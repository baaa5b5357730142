// Copyright (c) 2025 Geoffrey Huntley <ghuntley@ghuntley.com>. All rights reserved.
// SPDX-License-Identifier: Proprietary

use std::fs::File;
use std::io::{BufWriter, Write};
use std::path::{Path, PathBuf};

use tracing::debug;

use crate::error::Result;

use super::{PolicyLine, PolicyLoader, PolicyPersister};

/// Read/write adapter over a CSV policy file.
///
/// Every write rewrites the whole file through a temporary sibling that is
/// renamed into place. Readers never see a partial file. A missing
/// file loads as empty.
#[derive(Debug, Clone)]
pub struct FileAdapter {
	path: PathBuf,
}

impl FileAdapter {
	pub fn new(path: impl Into<PathBuf>) -> Self {
		Self { path: path.into() }
	}

	pub fn path(&self) -> &Path {
		&self.path
	}

	fn read(&self) -> Result<Vec<PolicyLine>> {
		if !self.path.exists() {
			return Ok(Vec::new());
		}
		let text = std::fs::read_to_string(&self.path)?;
		PolicyLine::parse_lines(&text)
	}

	fn write(&self, lines: &[PolicyLine]) -> Result<()> {
		let temp_path = self.path.with_extension("tmp");
		{
			let file = File::create(&temp_path)?;
			let mut writer = BufWriter::new(file);
			for line in lines {
				writeln!(writer, "{line}")?;
			}
			writer.flush()?;
		}
		std::fs::rename(&temp_path, &self.path)?;
		debug!(path = %self.path.display(), lines = lines.len(), "wrote policy file");
		Ok(())
	}

	fn update(&self, change: impl FnOnce(&mut Vec<PolicyLine>)) -> Result<()> {
		let mut lines = self.read()?;
		change(&mut lines);
		self.write(&lines)
	}
}

impl PolicyLoader for FileAdapter {
	fn load_policy(&mut self) -> Result<Vec<PolicyLine>> {
		let lines = self.read()?;
		debug!(path = %self.path.display(), lines = lines.len(), "read policy file");
		Ok(lines)
	}
}

impl PolicyPersister for FileAdapter {
	fn save_policy(&mut self, lines: &[PolicyLine]) -> Result<()> {
		self.write(lines)
	}

	fn add_policy(&mut self, key: &str, rule: &[String]) -> Result<()> {
		self.update(|lines| lines.push(PolicyLine::new(key, rule.to_vec())))
	}

	fn add_policies(&mut self, key: &str, rules: &[Vec<String>]) -> Result<()> {
		self.update(|lines| {
			lines.extend(rules.iter().map(|rule| PolicyLine::new(key, rule.clone())));
		})
	}

	fn remove_policy(&mut self, key: &str, rule: &[String]) -> Result<()> {
		self.update(|lines| {
			if let Some(pos) = lines.iter().position(|l| l.key == key && l.rule == rule) {
				lines.remove(pos);
			}
		})
	}

	fn remove_policies(&mut self, key: &str, rules: &[Vec<String>]) -> Result<()> {
		self.update(|lines| {
			for rule in rules {
				if let Some(pos) = lines.iter().position(|l| l.key == key && &l.rule == rule) {
					lines.remove(pos);
				}
			}
		})
	}

	fn remove_filtered_policy(&mut self, key: &str, field_index: usize, values: &[String]) -> Result<()> {
		self.update(|lines| lines.retain(|line| !line.matches_filter(key, field_index, values)))
	}
}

:::::

AIM OF THE TASK -> Take each line above that contains "PolicyPersister" and copy it out.

RESPONSE FOR THIS EXERCISE ->
use super::{PolicyLine, PolicyLoader, PolicyPersister};
impl PolicyPersister for FileAdapter {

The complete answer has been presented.